▸ The task: Entries follow. Return each line that contains the word "metadata".

(Stored data entries)
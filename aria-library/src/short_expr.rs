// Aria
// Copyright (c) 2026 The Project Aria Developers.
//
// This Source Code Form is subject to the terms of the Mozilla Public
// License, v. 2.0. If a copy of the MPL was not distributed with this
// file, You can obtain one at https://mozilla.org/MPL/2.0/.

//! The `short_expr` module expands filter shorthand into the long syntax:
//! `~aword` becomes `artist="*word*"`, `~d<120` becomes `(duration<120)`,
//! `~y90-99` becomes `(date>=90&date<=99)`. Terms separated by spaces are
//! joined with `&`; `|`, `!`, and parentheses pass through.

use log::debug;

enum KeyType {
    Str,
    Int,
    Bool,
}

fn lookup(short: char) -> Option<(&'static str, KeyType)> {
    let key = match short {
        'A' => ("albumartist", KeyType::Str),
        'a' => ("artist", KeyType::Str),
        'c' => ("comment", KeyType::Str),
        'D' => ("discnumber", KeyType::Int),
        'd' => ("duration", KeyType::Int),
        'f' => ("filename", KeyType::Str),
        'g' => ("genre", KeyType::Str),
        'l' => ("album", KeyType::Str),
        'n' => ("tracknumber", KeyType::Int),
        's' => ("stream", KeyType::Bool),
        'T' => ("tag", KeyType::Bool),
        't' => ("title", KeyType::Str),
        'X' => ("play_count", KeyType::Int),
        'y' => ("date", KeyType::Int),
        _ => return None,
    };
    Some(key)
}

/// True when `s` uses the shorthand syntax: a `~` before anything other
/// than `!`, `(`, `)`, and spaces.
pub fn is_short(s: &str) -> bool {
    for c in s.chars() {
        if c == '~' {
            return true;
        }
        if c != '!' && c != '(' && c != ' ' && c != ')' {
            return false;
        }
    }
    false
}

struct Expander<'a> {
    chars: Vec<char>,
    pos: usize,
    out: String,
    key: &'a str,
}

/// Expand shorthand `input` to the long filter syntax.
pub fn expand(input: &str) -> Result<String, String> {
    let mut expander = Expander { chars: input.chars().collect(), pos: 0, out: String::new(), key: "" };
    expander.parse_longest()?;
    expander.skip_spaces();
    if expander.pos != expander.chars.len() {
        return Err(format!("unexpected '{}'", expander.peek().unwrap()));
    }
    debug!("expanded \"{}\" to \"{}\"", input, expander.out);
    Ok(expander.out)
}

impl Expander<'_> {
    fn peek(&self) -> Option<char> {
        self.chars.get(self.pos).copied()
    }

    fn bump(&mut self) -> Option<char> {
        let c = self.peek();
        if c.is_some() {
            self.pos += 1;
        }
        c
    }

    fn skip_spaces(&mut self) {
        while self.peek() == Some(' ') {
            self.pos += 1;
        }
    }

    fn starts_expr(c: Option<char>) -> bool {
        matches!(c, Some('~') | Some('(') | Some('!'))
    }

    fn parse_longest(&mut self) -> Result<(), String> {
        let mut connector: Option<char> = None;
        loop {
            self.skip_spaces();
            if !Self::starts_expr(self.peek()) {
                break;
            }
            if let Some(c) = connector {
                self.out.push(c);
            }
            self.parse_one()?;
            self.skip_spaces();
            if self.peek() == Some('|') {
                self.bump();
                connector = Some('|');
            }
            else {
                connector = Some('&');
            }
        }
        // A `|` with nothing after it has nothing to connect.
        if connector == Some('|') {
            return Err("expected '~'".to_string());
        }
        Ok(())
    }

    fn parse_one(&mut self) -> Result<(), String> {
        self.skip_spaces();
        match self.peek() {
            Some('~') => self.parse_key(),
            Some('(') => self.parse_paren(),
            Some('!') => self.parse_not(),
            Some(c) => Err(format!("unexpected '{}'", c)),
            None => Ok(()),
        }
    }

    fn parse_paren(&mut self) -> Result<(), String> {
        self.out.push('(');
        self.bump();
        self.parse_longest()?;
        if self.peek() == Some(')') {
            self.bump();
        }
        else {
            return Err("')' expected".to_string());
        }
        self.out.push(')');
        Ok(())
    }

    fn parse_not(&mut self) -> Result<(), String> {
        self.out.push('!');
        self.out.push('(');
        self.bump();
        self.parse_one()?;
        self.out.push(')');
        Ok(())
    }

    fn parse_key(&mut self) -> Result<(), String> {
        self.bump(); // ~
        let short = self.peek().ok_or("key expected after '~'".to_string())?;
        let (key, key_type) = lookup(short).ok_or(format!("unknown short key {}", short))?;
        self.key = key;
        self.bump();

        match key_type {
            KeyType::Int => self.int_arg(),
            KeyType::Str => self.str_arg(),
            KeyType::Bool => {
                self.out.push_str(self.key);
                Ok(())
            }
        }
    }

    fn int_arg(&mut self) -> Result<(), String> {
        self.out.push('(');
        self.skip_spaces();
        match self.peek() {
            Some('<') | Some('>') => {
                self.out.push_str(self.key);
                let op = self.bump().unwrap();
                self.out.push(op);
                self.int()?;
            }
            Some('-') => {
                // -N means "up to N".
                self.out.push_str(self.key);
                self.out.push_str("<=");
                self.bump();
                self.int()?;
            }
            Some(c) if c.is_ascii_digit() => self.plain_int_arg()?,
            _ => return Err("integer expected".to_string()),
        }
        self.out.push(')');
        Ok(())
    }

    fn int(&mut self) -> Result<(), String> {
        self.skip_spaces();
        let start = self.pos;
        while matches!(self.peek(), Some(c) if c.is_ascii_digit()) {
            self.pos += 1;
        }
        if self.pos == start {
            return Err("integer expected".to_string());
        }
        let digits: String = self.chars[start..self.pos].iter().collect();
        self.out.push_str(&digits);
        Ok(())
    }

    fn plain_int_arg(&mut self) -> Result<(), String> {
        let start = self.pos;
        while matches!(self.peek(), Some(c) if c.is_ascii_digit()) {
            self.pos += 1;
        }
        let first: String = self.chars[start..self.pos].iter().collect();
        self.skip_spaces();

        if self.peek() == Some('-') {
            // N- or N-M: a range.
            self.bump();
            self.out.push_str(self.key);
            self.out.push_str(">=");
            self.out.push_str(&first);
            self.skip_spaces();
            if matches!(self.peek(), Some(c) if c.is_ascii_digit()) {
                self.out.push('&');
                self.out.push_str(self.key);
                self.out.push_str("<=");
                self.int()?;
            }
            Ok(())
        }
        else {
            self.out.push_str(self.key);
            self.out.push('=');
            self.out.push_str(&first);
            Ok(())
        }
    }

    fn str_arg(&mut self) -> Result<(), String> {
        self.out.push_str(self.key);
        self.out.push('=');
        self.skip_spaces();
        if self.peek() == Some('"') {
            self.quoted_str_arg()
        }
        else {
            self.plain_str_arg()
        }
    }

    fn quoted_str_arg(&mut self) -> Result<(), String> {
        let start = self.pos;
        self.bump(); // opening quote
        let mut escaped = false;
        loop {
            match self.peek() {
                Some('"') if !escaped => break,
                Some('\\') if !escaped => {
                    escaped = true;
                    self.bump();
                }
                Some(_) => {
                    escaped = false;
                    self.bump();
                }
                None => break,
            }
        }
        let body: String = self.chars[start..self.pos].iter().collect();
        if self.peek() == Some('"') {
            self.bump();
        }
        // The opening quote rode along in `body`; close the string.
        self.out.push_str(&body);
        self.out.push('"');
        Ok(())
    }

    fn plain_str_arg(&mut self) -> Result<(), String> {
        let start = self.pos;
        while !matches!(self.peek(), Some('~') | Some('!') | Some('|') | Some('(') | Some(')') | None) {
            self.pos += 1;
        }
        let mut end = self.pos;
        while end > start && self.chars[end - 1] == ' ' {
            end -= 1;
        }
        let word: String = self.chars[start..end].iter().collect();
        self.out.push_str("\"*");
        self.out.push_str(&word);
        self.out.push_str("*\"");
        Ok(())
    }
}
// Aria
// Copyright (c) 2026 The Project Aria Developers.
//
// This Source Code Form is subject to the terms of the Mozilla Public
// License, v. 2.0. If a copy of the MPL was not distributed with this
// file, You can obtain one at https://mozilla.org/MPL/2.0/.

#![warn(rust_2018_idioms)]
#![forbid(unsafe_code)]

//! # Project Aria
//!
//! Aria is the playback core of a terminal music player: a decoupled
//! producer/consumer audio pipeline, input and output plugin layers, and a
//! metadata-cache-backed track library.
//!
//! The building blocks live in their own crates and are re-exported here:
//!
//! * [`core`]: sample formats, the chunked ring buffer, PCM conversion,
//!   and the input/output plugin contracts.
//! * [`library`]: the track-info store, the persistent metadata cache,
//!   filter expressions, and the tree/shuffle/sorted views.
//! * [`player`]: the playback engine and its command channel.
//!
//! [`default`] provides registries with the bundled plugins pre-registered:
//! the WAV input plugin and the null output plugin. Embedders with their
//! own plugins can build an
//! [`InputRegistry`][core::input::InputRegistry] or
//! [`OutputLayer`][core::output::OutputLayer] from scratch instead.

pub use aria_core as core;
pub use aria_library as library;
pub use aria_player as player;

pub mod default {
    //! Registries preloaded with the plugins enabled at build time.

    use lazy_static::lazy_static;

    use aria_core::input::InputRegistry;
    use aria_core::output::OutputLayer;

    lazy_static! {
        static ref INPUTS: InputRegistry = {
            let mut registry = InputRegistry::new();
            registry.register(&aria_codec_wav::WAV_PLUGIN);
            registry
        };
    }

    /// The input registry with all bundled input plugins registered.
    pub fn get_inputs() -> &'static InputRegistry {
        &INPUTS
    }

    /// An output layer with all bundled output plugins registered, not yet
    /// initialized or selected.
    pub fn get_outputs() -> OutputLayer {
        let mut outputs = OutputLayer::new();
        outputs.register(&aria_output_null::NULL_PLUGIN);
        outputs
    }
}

...

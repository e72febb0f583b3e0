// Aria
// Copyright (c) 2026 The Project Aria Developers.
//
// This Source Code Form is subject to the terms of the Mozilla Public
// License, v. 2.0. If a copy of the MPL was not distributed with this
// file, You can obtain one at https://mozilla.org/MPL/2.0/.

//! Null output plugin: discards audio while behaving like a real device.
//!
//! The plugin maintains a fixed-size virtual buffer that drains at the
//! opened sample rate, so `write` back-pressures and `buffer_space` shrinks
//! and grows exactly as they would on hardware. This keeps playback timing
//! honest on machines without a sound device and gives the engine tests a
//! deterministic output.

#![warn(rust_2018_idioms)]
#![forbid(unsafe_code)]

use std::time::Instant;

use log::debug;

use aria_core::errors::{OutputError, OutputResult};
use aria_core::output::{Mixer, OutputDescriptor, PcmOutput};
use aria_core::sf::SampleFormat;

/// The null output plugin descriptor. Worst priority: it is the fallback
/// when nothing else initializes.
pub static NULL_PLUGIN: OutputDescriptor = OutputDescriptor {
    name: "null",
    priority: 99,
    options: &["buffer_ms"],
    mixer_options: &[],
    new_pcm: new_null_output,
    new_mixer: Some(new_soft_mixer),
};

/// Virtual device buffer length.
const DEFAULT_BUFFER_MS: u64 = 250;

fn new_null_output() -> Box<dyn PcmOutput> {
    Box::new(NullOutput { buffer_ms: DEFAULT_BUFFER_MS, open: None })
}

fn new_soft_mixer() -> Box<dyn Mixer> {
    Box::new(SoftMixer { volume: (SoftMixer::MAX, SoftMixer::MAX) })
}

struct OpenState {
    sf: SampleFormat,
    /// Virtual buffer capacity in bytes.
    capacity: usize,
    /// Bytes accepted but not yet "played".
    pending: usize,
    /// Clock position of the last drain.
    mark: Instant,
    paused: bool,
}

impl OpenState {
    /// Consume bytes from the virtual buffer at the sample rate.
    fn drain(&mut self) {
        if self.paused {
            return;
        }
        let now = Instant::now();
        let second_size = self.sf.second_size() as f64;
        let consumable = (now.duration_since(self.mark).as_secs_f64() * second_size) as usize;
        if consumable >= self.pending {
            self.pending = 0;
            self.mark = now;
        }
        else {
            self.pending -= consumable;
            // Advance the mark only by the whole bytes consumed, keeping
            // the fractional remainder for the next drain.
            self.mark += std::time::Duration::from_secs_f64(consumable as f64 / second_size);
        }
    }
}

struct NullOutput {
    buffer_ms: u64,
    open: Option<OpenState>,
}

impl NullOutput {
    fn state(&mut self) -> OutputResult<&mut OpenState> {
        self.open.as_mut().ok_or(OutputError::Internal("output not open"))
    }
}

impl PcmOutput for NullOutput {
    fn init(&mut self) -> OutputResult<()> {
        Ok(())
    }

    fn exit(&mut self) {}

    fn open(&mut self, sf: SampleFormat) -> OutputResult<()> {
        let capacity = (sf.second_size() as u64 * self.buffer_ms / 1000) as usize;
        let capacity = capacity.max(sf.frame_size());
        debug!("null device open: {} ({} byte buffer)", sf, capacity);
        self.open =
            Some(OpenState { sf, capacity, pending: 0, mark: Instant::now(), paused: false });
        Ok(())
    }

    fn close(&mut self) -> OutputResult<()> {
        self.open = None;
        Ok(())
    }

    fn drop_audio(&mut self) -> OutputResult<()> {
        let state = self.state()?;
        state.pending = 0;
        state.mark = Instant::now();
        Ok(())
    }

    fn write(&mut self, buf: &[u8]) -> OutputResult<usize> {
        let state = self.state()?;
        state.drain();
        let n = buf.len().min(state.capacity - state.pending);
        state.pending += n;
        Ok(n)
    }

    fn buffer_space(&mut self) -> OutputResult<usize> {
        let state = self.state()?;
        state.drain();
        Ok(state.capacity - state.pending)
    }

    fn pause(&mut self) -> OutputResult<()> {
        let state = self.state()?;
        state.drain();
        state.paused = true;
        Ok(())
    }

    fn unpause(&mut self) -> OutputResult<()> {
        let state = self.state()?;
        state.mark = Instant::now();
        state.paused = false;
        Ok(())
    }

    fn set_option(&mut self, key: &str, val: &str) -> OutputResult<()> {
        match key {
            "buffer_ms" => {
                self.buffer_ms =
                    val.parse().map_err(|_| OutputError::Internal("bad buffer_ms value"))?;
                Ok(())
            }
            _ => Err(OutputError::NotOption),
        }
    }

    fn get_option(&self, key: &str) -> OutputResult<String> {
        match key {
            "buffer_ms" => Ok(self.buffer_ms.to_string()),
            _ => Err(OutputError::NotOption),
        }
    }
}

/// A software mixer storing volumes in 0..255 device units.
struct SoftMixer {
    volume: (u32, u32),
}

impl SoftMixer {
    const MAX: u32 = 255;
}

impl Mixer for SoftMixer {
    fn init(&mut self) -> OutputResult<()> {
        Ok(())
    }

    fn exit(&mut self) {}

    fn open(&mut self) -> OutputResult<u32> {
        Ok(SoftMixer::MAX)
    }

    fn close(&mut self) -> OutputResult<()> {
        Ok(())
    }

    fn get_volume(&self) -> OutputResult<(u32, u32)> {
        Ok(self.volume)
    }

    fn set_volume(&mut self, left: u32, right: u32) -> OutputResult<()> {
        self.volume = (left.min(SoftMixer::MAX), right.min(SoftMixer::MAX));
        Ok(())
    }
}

▸ Result of this task:
//! metadata-cache-backed track library.
//! * [`library`]: the track-info store, the persistent metadata cache,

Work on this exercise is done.